A aposta de Kadafi

Marcos Guterman

28 de fevereiro de 2011 | 23h30

Anunciadas com estardalhaço, as sanções de EUA, União Europeia e ONU contra a Líbia deverão ter efeito limitado. Com exceção do embargo de armas, os demais, sobretudo os econômicos, talvez não sejam mais do que uma mensagem política, já que só terão algum resultado no longo prazo – e isso pode representar a diferença entre a vida e a morte de milhares de líbios.

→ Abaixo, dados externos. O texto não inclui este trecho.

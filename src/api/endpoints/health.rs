//! Health check endpoint.

use axum::extract::State;
use axum::Json;
use serde::Serialize;

use crate::api::error::ApiError;
use crate::api::types::ApiContext;

#[derive(Serialize)]
pub struct HealthResponse {
    pub status: &'static str,
    pub app: &'static str,
    pub version: &'static str,
    pub open_sessions: usize,
}

/// `GET /api/health`: connection check for the web view.
pub async fn check(State(ctx): State<ApiContext>) -> Result<Json<HealthResponse>, ApiError> {
    Ok(Json(HealthResponse {
        status: "ok",
        app: crate::config::APP_NAME,
        version: crate::config::APP_VERSION,
        open_sessions: ctx.core.doctor_session_count(),
    }))
}
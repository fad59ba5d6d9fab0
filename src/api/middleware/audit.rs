//! Access logging middleware.
//!
//! Logs every API request with method, path, response status and latency.
//! Request bodies are never logged: they carry patient details.

use std::time::Instant;

use axum::http::Request;
use axum::middleware::Next;
use axum::response::Response;

/// Log API access.
pub async fn log_access(req: Request<axum::body::Body>, next: Next) -> Response {
    let method = req.method().to_string();
    let path = req.uri().path().to_string();
    let started = Instant::now();

    let response = next.run(req).await;

    let status = response.status().as_u16();
    let elapsed_ms = started.elapsed().as_millis() as u64;
    if response.status().is_server_error() {
        tracing::warn!(%method, %path, status, elapsed_ms, "API request failed");
    } else {
        tracing::info!(%method, %path, status, elapsed_ms, "API request");
    }

    response
}
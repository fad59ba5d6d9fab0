//! Disease symptom catalog: which symptoms the predictor asks about for
//! each disease, plus key/label conversion for the checklist.
//!
//! Symptom keys are the snake_case names the prediction service expects
//! (`body_aches`); labels are what the checklist shows (`Body Aches`).

use serde::Serialize;

use crate::models::enums::Disease;

// ═══════════════════════════════════════════
// Constants: symptom keys per disease
// ═══════════════════════════════════════════

const MALARIA_SYMPTOMS: &[&str] = &[
    "fever",
    "chills",
    "sweats",
    "headache",
    "nausea",
    "vomiting",
    "body_aches",
    "impaired_consciousness",
    "prostration",
    "convulsions",
    "deep_breathing",
    "respiratory_distress",
    "abnormal_bleeding",
    "jaundice",
    "severe_anemia",
];

const DENGUE_SYMPTOMS: &[&str] = &[
    "fever",
    "headache",
    "body_aches",
    "rash",
    "nausea",
    "vomiting",
    "abnormal_bleeding",
];

const TYPHOID_SYMPTOMS: &[&str] = &[
    "fever",
    "weakness",
    "abdominal_pain",
    "headache",
    "diarrhea",
    "rash",
];

/// Every symptom key known to the predictor, across all diseases.
pub const ALL_SYMPTOM_KEYS: &[&str] = &[
    "fever",
    "chills",
    "sweats",
    "headache",
    "nausea",
    "vomiting",
    "body_aches",
    "impaired_consciousness",
    "prostration",
    "convulsions",
    "deep_breathing",
    "respiratory_distress",
    "abnormal_bleeding",
    "jaundice",
    "severe_anemia",
    "rash",
    "abdominal_pain",
    "weakness",
    "diarrhea",
];

/// Ordered symptom keys relevant to a disease.
pub fn symptoms_for(disease: Disease) -> &'static [&'static str] {
    match disease {
        Disease::Malaria => MALARIA_SYMPTOMS,
        Disease::Dengue => DENGUE_SYMPTOMS,
        Disease::Typhoid => TYPHOID_SYMPTOMS,
    }
}

/// Checklist label for a symptom key: `body_aches` → `Body Aches`.
pub fn symptom_label(key: &str) -> String {
    key.split('_')
        .map(|word| {
            let mut chars = word.chars();
            match chars.next() {
                Some(first) => first.to_uppercase().chain(chars).collect(),
                None => String::new(),
            }
        })
        .collect::<Vec<String>>()
        .join(" ")
}

/// Lookup key for a checklist label.
///
/// Lower-cases the label and turns its first space into an underscore.
/// Lossy for labels with punctuation or more than one space; every label the
/// catalog produces has at most one.
pub fn symptom_key(label: &str) -> String {
    label.to_lowercase().replacen(' ', "_", 1)
}

// ═══════════════════════════════════════════
// View types: serialised to frontend
// ═══════════════════════════════════════════

/// One disease and its checklist labels, in catalog order.
#[derive(Debug, Clone, Serialize)]
pub struct CatalogEntry {
    pub disease: Disease,
    pub symptoms: Vec<String>,
}

/// The whole catalog, diseases in select-box order.
pub fn catalog_entries() -> Vec<CatalogEntry> {
    Disease::ALL
        .iter()
        .map(|&disease| CatalogEntry {
            disease,
            symptoms: symptoms_for(disease)
                .iter()
                .map(|key| symptom_label(key))
                .collect(),
        })
        .collect()
}
use std::sync::{Arc, Mutex};

use async_trait::async_trait;
use tokio::sync::Notify;

use super::types::{PredictionRequest, PredictionResponse};
use super::{PredictionClient, PredictionError};

/// Mock prediction client: returns a configured outcome and records every
/// request it receives.
pub struct MockPredictionClient {
    outcome: Result<PredictionResponse, PredictionError>,
    requests: Mutex<Vec<PredictionRequest>>,
    gate: Option<Arc<Notify>>,
}

impl MockPredictionClient {
    pub fn new(response: PredictionResponse) -> Self {
        Self {
            outcome: Ok(response),
            requests: Mutex::new(Vec::new()),
            gate: None,
        }
    }

    pub fn failing(error: PredictionError) -> Self {
        Self {
            outcome: Err(error),
            requests: Mutex::new(Vec::new()),
            gate: None,
        }
    }

    /// Hold every answer until `gate` is notified once per request.
    pub fn with_gate(mut self, gate: Arc<Notify>) -> Self {
        self.gate = Some(gate);
        self
    }

    /// Requests received so far, oldest first.
    pub fn requests(&self) -> Vec<PredictionRequest> {
        self.requests
            .lock()
            .map(|r| r.clone())
            .unwrap_or_default()
    }
}

#[async_trait]
impl PredictionClient for MockPredictionClient {
    async fn predict(
        &self,
        request: &PredictionRequest,
    ) -> Result<PredictionResponse, PredictionError> {
        if let Ok(mut requests) = self.requests.lock() {
            requests.push(request.clone());
        }
        if let Some(ref gate) = self.gate {
            gate.notified().await;
        }
        self.outcome.clone()
    }
}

Resta a opção da força – mas, diante do quadro de incertezas sobre o perfil dos rebeldes e mesmo sobre a real capacidade de Kadafi, é improvável que a ação, se houver, seja direta. Além de difícil do ponto de vista militar, a invasão por terra seria um desastre político. É mais factível que se estabeleça uma zona de exclusão aérea, por meio da qual se impediria que Kadafi bombardeasse seus inimigos. Como a força de Kadafi não está no ar, mas na terra, mesmo essa zona de exclusão pode se provar ineficaz.

Será difícil, ademais, evitar que uma intervenção militar na Líbia, mesmo com intenções nobres, seja interpretada como uma repetição das desastrosas operações no Iraque e no Afeganistão, que tinham como intenção derrubar regimes hostis aos EUA e lá instalar governos “democráticos”. Se Kadafi cair, terá de ser por causa da vontade e da ação dos próprios líbios, e não pela “bondade” de um ator externo.

Desse modo, os próprios americanos parecem concordar que uma ação militar direta na Líbia não é desejável, e essa parece ser a aposta de Kadafi: manter-se no poder pela falta de alternativas imediatas de seus mais poderosos inimigos.